__EXERCISE REQUIREMENTS__:
Read through the material below and copy each line in which the word "case" occurs.

__SUPPLIED RECORDS__:
##########

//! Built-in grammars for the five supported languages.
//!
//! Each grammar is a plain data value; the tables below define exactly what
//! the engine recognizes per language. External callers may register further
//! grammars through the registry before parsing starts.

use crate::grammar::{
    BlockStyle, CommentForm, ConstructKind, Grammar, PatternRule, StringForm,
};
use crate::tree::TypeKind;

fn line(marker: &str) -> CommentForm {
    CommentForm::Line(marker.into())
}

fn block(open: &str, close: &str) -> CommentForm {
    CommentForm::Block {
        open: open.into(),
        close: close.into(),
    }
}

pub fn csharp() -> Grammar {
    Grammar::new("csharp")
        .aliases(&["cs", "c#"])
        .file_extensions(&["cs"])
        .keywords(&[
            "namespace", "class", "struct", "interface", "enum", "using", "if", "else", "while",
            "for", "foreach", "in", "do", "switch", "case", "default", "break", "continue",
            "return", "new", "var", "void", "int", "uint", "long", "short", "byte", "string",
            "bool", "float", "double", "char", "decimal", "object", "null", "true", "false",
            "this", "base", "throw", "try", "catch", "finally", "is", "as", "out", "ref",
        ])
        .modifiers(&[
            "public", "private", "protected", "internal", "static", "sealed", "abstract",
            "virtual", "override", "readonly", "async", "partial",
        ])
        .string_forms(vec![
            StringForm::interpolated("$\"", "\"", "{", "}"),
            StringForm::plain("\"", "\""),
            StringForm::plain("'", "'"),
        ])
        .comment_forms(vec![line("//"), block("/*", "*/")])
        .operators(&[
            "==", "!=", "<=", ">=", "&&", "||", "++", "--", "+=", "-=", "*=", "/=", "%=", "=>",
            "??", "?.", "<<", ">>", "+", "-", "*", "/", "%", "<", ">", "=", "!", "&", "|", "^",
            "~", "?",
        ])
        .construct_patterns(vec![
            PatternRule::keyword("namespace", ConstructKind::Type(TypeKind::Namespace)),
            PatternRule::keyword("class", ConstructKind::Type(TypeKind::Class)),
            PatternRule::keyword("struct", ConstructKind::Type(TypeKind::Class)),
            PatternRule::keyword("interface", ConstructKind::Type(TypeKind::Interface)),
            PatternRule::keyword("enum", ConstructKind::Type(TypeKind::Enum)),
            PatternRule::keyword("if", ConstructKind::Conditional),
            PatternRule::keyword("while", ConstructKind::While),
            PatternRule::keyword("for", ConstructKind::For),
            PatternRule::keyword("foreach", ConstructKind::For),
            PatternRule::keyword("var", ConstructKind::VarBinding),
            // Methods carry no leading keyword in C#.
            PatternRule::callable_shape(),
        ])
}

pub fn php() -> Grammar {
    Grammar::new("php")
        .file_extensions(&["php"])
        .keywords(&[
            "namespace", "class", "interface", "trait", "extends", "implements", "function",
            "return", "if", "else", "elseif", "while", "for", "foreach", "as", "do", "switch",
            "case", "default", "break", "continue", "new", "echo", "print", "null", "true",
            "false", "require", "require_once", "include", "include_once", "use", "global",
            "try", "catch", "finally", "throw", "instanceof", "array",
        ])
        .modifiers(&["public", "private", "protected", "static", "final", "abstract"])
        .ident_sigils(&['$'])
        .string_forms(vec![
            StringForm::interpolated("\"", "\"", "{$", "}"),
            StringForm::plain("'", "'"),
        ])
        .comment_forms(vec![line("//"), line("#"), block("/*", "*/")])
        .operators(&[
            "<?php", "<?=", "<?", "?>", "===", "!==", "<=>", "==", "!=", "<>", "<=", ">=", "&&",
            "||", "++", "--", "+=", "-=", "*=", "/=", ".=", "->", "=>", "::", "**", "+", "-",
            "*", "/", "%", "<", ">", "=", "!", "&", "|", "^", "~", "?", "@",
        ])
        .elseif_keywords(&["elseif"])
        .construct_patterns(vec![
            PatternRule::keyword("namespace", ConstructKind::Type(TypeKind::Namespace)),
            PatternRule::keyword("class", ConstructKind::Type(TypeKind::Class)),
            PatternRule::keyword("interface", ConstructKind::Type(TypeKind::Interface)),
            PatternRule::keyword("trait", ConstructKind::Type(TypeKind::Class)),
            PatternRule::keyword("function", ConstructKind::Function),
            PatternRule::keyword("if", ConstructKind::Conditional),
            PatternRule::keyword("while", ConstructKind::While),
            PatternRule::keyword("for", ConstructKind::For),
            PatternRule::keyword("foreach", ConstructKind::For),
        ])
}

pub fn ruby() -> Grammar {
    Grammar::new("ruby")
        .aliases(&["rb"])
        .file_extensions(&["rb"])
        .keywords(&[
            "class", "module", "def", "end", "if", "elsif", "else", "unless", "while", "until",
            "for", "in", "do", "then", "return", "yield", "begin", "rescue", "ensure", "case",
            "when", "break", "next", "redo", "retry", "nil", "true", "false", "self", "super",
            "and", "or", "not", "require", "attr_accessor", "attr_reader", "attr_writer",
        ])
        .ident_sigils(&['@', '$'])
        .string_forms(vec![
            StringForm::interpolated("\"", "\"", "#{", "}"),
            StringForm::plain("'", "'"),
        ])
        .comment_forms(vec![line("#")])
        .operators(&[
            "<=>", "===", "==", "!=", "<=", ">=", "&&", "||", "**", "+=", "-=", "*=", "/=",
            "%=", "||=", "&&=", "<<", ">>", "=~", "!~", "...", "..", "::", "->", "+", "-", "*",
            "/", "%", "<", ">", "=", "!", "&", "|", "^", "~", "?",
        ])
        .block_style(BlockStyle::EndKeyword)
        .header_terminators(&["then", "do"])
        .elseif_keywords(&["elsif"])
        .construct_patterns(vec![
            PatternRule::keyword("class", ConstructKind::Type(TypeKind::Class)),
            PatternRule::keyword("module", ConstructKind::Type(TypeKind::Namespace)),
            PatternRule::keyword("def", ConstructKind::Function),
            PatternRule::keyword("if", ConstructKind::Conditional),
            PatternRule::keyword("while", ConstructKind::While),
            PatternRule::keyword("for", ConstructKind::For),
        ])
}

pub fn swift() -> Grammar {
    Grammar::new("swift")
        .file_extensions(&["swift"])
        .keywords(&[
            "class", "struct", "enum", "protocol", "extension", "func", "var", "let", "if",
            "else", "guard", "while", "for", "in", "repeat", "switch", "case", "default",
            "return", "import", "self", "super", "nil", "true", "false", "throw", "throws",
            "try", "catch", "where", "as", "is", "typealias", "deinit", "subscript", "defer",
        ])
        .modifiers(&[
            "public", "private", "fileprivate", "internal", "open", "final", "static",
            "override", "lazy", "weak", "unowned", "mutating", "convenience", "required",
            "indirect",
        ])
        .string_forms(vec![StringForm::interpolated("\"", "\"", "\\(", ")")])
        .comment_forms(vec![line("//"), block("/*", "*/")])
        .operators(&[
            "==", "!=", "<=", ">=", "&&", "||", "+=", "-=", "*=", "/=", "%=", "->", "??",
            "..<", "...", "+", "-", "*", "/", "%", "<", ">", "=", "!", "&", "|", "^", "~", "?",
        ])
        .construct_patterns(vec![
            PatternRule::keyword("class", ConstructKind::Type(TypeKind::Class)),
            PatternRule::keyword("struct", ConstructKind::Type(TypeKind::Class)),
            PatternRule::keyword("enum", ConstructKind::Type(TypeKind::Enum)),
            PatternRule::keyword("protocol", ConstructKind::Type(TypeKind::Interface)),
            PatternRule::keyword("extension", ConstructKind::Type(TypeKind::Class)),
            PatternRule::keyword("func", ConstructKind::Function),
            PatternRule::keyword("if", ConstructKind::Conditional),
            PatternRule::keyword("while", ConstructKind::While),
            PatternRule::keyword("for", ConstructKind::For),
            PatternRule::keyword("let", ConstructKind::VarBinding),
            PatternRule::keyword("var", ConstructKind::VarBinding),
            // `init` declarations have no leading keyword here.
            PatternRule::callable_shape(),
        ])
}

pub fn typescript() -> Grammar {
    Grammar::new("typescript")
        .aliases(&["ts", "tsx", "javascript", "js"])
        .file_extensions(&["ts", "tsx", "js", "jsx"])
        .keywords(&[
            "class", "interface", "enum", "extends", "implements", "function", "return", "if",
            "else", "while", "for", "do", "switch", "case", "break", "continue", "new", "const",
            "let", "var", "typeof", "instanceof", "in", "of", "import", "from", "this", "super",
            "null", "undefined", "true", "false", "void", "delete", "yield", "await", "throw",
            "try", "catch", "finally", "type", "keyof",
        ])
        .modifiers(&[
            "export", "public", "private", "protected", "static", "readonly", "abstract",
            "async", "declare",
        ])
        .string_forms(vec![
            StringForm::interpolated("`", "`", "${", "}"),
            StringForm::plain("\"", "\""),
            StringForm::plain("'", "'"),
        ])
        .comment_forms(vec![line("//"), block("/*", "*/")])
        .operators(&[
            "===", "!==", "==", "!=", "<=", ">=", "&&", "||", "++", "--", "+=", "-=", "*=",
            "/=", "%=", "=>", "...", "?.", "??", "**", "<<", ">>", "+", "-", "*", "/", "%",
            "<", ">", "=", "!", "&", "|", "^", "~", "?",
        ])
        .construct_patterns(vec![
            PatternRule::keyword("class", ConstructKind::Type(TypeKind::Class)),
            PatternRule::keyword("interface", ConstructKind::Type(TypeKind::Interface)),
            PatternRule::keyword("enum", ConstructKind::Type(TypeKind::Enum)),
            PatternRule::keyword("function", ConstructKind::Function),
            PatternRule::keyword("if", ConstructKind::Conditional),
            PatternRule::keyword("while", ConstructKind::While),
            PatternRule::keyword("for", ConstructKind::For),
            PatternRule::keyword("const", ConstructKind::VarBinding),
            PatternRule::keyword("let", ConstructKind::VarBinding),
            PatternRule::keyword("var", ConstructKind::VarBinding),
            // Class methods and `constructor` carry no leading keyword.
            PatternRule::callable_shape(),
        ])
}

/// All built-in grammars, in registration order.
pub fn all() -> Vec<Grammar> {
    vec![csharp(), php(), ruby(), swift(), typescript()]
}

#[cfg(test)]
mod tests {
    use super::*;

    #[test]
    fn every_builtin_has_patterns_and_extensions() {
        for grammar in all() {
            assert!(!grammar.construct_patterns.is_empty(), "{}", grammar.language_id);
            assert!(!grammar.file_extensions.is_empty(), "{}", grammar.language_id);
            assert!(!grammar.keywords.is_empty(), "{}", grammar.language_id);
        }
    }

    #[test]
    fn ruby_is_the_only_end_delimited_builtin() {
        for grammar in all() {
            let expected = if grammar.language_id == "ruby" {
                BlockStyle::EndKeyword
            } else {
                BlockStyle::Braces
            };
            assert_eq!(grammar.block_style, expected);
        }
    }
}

##########

__YOUR RESPONSE__:
            "for", "foreach", "in", "do", "switch", "case", "default", "break", "continue",
            "case", "default", "break", "continue", "new", "echo", "print", "null", "true",
            "for", "in", "do", "then", "return", "yield", "begin", "rescue", "ensure", "case",
            "else", "guard", "while", "for", "in", "repeat", "switch", "case", "default",
            "else", "while", "for", "do", "switch", "case", "break", "continue", "new", "const",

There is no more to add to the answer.